Not everyone has been able to make it today, and some have sent their apologies in the form of gifts. Monty, for one, has written from Argentina and sent photographs of his latest discoveries which delighted and intrigued Bertrand. Others have brought along flowers and pretty greeting cards that she has decided she will display on the mantle. It is frighteningly domestic.

As the sun begins to set, Beatrice finds herself in the expansive kitchen fixing Kit a gimlet (and ardently wishing she could have one herself), with her betrothed chopping the limes. Well, chopping is not the word; in his quiet moments Bertrand has fashioned a device that cuts them neatly, in perfect decorative circles of precisely the correct thickness. While her own inherent contrariness whispers to her that this is a superfluous invention unless one does not own knives, she nevertheless appreciates the way his mind works. 

Not for the first time, she wonders what kind of strange child they might be expecting as a combination of the two of them, different as they are. One with his logic, she hopes, his demeanour and his imagination. She is not sure what she has to offer, peppermint allergy aside. It will be a while yet before they will be able to ascertain if it can hold a tune, or if it can so reliably aim a dart. 

Blissfully, the doorbell interrupts her before she can pursue her line of thinking. Bertrand stops what he is doing, but she has already finished stirring the drink. 

“I’ll go,” she trills. As his hand gently brushes her back and he inclines his head for a kiss on the cheek, there is a vision in her mind, of them here in this very kitchen doing this very thing thirty years in the future, that she cannot decide if she welcomes or loathes. She is the safest she has ever been, and yet at least a tiny part of her is already rattling the bars of the imagined cage.  _ Silly girl _ , her mother would have said. She wholeheartedly agrees, and on her way to answer the door makes a note to have a strong word with herself later on.

There is a thick card in a shade of cool ivory attached to the hostile bouquet. On one side, in a heavily embellished and easily recognisable script:

_ Congratulations, on a marginally better choice than your last.  _

Her stomach treacherously flips. Irritated as she is by the content of the message, Beatrice cannot help noticing that Esmé has sent it on the back of her own business card. It would be a frivolous detail, perhaps, to anyone without their training and experience, but Beatrice knows without a shadow of a doubt that if she wanted to send a message she would have no shortage of access to fine stationery. As with everything, Esmé has done this on purpose. It is a losing game to attempt to understand her true motivations — Beatrice thinks bitterly that she has tried hard enough over the years — but her address is printed on the back, underneath the raised gold foil of her name, and so her immediate aims are clear enough.

There will be endless twists and turns to the tale of how she has found out the date or the time of this event, and no explanation at all for why she has bothered to send a gift. The first thing Beatrice notices is that the flowers are striking, but she once spent an ultimately unsatisfying summer studying floriography as a teenager and so she can read their meaning. Petunias for resentment, cyclamens for separation, red dahlias for betrayal, a couple of anemones for death (Beatrice can only hope she intends this metaphorically), all such a striking contrast to the periwinkles and roses sent from genuine well-wishers. 
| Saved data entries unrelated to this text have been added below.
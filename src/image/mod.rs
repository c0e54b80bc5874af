//! A regular grid of samples in 3D.
//!
//! `ImageData` ties an index-space `Extent` to physical space through an
//! `IndexTransform` and carries the point and cell attribute arrays.
//! Point ids and cell ids are relative to the extent minimum, X fastest.
//!
//! The implementation is split by concern:
//! * `geometry`: cell ids, cell corners and point lookup,
//! * `locate`: physical point to cell / point queries,
//! * `scalars`: addressing into the active scalar array,
//! * `region`: bounds, gradients, cropping and copying sub-extents,
//! * `pipeline`: metadata exchange and structure copies.

mod geometry;
mod locate;
mod pipeline;
mod region;
mod scalars;

pub use locate::*;
pub use pipeline::*;
pub use region::{axis_update_extent, set_axis_update_extent};
pub use scalars::IMAGE_SCALARS_NAME;

use crate::array::{Attributes, Scalar};
use crate::cell::Cell;
use crate::error::*;
use crate::transform::{Direction, IndexTransform};
use crate::util::*;
use nalgebra::Vector4;

#[derive(Clone, Debug)]
pub struct ImageData {
    extent: Extent,
    description: DataDescription,
    transform: IndexTransform,

    /// Reused by `cell`, always matches `description`.
    template: Cell,

    point_data: Attributes,
    cell_data: Attributes,

    mtime: u64,
    bounds: PhysicalBounds,
    bounds_time: u64,
}

impl Default for ImageData {
    fn default() -> Self {
        ImageData::new()
    }
}

impl ImageData {
    /// Empty grid with unit spacing, zero origin and identity direction.
    pub fn new() -> Self {
        ImageData {
            extent: Extent::empty(),
            description: DataDescription::Empty,
            transform: IndexTransform::default(),
            template: Cell::Empty,
            point_data: Attributes::new(),
            cell_data: Attributes::new(),
            mtime: 0,
            bounds: PhysicalBounds::uninitialized(),
            bounds_time: 0,
        }
    }

    /// Grid over `extent`, see `set_extent`.
    pub fn with_extent(extent: Extent) -> Result<Self> {
        let mut result = ImageData::new();
        result.set_extent(extent)?;
        Ok(result)
    }

    /// Replace the extent.
    ///
    /// Extents with some, but not all, axes inverted, or too wide to
    /// count in an `i32`, are rejected and the previous extent is kept.
    /// Attribute arrays are not resized.
    pub fn set_extent(&mut self, extent: Extent) -> Result<()> {
        if !extent.is_consistent() {
            tracing::error!("Bad extent {}, retaining previous values", extent);
            return Err(GridError::InvalidExtent(extent));
        }
        if extent == self.extent {
            return Ok(());
        }
        self.replace_extent(extent);
        Ok(())
    }

    /// Same as `set_extent(Extent::from_dimensions(i, j, k))`.
    pub fn set_dimensions(&mut self, i: i32, j: i32, k: i32) -> Result<()> {
        self.set_extent(Extent::from_dimensions(i, j, k))
    }

    /// Install an extent already known to be consistent.
    pub(crate) fn replace_extent(&mut self, extent: Extent) {
        self.extent = extent;
        let description = extent.description();
        if description != self.description {
            self.description = description;
            self.template = Cell::template(description.cell_type());
        }
        self.modified();
    }

    pub fn set_spacing(&mut self, spacing: Point3) {
        if self.transform.set_spacing(spacing) {
            self.modified();
        }
    }

    pub fn set_origin(&mut self, origin: Point3) {
        if self.transform.set_origin(origin) {
            self.modified();
        }
    }

    pub fn set_direction(&mut self, direction: Direction) {
        if self.transform.set_direction(direction) {
            self.modified();
        }
    }

    /// Bump the modification time and refresh anything derived from
    /// the geometry.
    pub fn modified(&mut self) {
        self.mtime += 1;
        self.compute_bounds();
    }

    pub fn mtime(&self) -> u64 {
        self.mtime
    }

    pub fn extent(&self) -> &Extent {
        &self.extent
    }

    pub fn description(&self) -> DataDescription {
        self.description
    }

    pub fn data_dimension(&self) -> usize {
        self.description.data_dimension()
    }

    pub fn dimensions(&self) -> Coord {
        self.extent.dimensions()
    }

    pub fn cell_dims(&self) -> Coord {
        self.extent.cell_dims()
    }

    pub fn number_of_points(&self) -> usize {
        self.extent.number_of_points()
    }

    pub fn number_of_cells(&self) -> usize {
        self.extent.number_of_cells()
    }

    pub fn spacing(&self) -> &Point3 {
        self.transform.spacing()
    }

    pub fn origin(&self) -> &Point3 {
        self.transform.origin()
    }

    pub fn direction(&self) -> &Direction {
        self.transform.direction()
    }

    pub fn transform(&self) -> &IndexTransform {
        &self.transform
    }

    pub fn point_data(&self) -> &Attributes {
        &self.point_data
    }

    pub fn point_data_mut(&mut self) -> &mut Attributes {
        &mut self.point_data
    }

    pub fn cell_data(&self) -> &Attributes {
        &self.cell_data
    }

    pub fn cell_data_mut(&mut self) -> &mut Attributes {
        &mut self.cell_data
    }

    pub fn index_to_physical(&self, ijk: &Point3) -> Point3 {
        self.transform.index_to_physical(ijk)
    }

    pub fn coord_to_physical(&self, ijk: &Coord) -> Point3 {
        self.transform.coord_to_physical(ijk)
    }

    pub fn physical_to_index(&self, xyz: &Point3) -> Point3 {
        self.transform.physical_to_index(xyz)
    }

    pub fn physical_to_index_normal(&self, normal: &Point3) -> Point3 {
        self.transform.normal_to_index(normal)
    }

    pub fn physical_to_index_plane(
        &self,
        plane: &Vector4<f64>,
    ) -> Vector4<f64> {
        self.transform.plane_to_index(plane)
    }

    /// Fill the active point scalars in parallel, `f` receives the absolute
    /// coordinate of each point and its tuple.
    pub fn par_set_scalars<T, F>(
        &mut self,
        f: F,
        chunk_size: usize,
    ) -> Result<()>
    where
        T: Scalar,
        F: Fn(Coord, &mut [T]) + Send + Sync,
    {
        profiling::scope!("par_set_scalars");
        let extent = self.extent;
        let scalars =
            self.point_data.scalars_mut().ok_or(GridError::NoScalars)?;
        let actual = scalars.scalar_type();
        let typed = scalars.as_typed_mut::<T>().ok_or(
            GridError::ScalarTypeMismatch {
                actual,
                requested: T::SCALAR_TYPE,
            },
        )?;
        typed.par_set_tuples(
            |id, tuple| f(extent.linear_to_coord(id), tuple),
            chunk_size,
        );
        Ok(())
    }
}

#[cfg(test)]
mod unit_tests {
    use super::*;
    use crate::array::ScalarType;
    use crate::cell::CellType;

    #[test]
    fn set_extent_test() {
        {
            let mut image = ImageData::new();
            assert_eq!(image.description(), DataDescription::Empty);
            assert_eq!(image.number_of_points(), 0);
            assert_eq!(image.number_of_cells(), 0);

            image.set_extent(Extent::from_array([0, 3, 0, 2, 0, 1])).unwrap();
            assert_eq!(image.description(), DataDescription::XYZGrid);
            assert_eq!(image.dimensions(), vector![4, 3, 2]);
            assert_eq!(image.number_of_points(), 24);
            assert_eq!(image.number_of_cells(), 6);
        }

        {
            let mut image = ImageData::new();
            image.set_dimensions(5, 1, 3).unwrap();
            assert_eq!(image.description(), DataDescription::XZPlane);
            assert_eq!(image.data_dimension(), 2);
            assert_eq!(image.number_of_cells(), 8);
        }
    }

    #[test]
    fn mixed_extent_rejected_test() {
        let mut image = ImageData::new();
        let good = Extent::from_array([0, 2, 0, 2, 0, 0]);
        image.set_extent(good).unwrap();
        let mtime = image.mtime();

        let bad = Extent::from_array([0, 2, 3, 1, 0, 0]);
        assert_eq!(image.set_extent(bad), Err(GridError::InvalidExtent(bad)));
        assert_eq!(*image.extent(), good);
        assert_eq!(image.mtime(), mtime);

        let too_wide = Extent::from_array([i32::MIN, i32::MAX, 0, 0, 0, 0]);
        assert_eq!(
            image.set_extent(too_wide),
            Err(GridError::InvalidExtent(too_wide))
        );
        assert_eq!(*image.extent(), good);

        // All axes inverted is the empty grid, not an error.
        image.set_extent(Extent::empty()).unwrap();
        assert_eq!(image.description(), DataDescription::Empty);
    }

    #[test]
    fn setters_bump_mtime_test() {
        let mut image = ImageData::new();
        image.set_dimensions(2, 2, 2).unwrap();
        let t0 = image.mtime();
        image.set_spacing(vector![1.0, 1.0, 1.0]);
        assert_eq!(image.mtime(), t0);
        image.set_spacing(vector![2.0, 1.0, 1.0]);
        assert!(image.mtime() > t0);
        let t1 = image.mtime();
        image.set_origin(vector![0.0, 0.0, 1.0]);
        assert!(image.mtime() > t1);
        let t2 = image.mtime();
        image.set_extent(Extent::from_dimensions(2, 2, 2)).unwrap();
        assert_eq!(image.mtime(), t2);
    }

    #[test]
    fn template_follows_description_test() {
        let mut image = ImageData::new();
        image.set_dimensions(3, 1, 1).unwrap();
        assert_eq!(image.template.cell_type(), CellType::Line);
        image.set_dimensions(3, 3, 1).unwrap();
        assert_eq!(image.template.cell_type(), CellType::Pixel);
        image.set_dimensions(1, 1, 1).unwrap();
        assert_eq!(image.template.cell_type(), CellType::Vertex);
    }

    #[test]
    fn par_set_scalars_test() {
        let mut image =
            ImageData::with_extent(Extent::from_array([1, 4, -1, 1, 2, 3]))
                .unwrap();
        image.allocate_scalars(ScalarType::I32, 1).unwrap();
        image
            .par_set_scalars::<i32, _>(
                |coord, tuple| {
                    tuple[0] = coord[0] + 10 * coord[1] + 100 * coord[2]
                },
                5,
            )
            .unwrap();
        for coord in image.extent().coord_iter() {
            let v = image.scalar_component(&coord, 0).unwrap();
            assert_eq!(v, (coord[0] + 10 * coord[1] + 100 * coord[2]) as f64);
        }

        assert!(matches!(
            image.par_set_scalars::<f32, _>(|_, _| {}, 5),
            Err(GridError::ScalarTypeMismatch { .. })
        ));
    }

    #[test]
    fn plane_to_index_test() {
        let mut image =
            ImageData::with_extent(Extent::from_dimensions(4, 4, 4)).unwrap();
        image.set_spacing(vector![2.0, 1.0, 1.0]);
        image.set_origin(vector![1.0, 0.0, 0.0]);

        // x = 5 lies on i = 2.
        let plane =
            image.physical_to_index_plane(&Vector4::new(1.0, 0.0, 0.0, -5.0));
        let expected = [1.0, 0.0, 0.0, -2.0];
        for (a, b) in plane.iter().zip(expected) {
            float_cmp::assert_approx_eq!(f64, *a, b, epsilon = 1e-12);
        }
        assert_eq!(
            image.physical_to_index_normal(&vector![1.0, 0.0, 0.0]),
            vector![2.0, 0.0, 0.0]
        );
    }
}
Beatrice would like to be cross, or at least perturbed, but some part of her appreciates the quality of the insult. It is strangely flattering to picture Esmé, who hates to read and has no patience for flowers in any case, doggedly learning an entire summer of information on Veracious Floral Dialogue simply to catch her attention.

On instinct, as Bertrand comes to stand beside her, she pockets the card. He examines the arrangement and chuckles.

“Have you upset someone?” he asks with a bemused little chuckle. Bertrand doesn’t seem to have ever taken the same coding class, but it comes as no surprise to her that he has somehow learned the language anyway. His face becomes serious as he fingers an anemone, in deepest burgundy, staring into its small black heart. “Who are they from?”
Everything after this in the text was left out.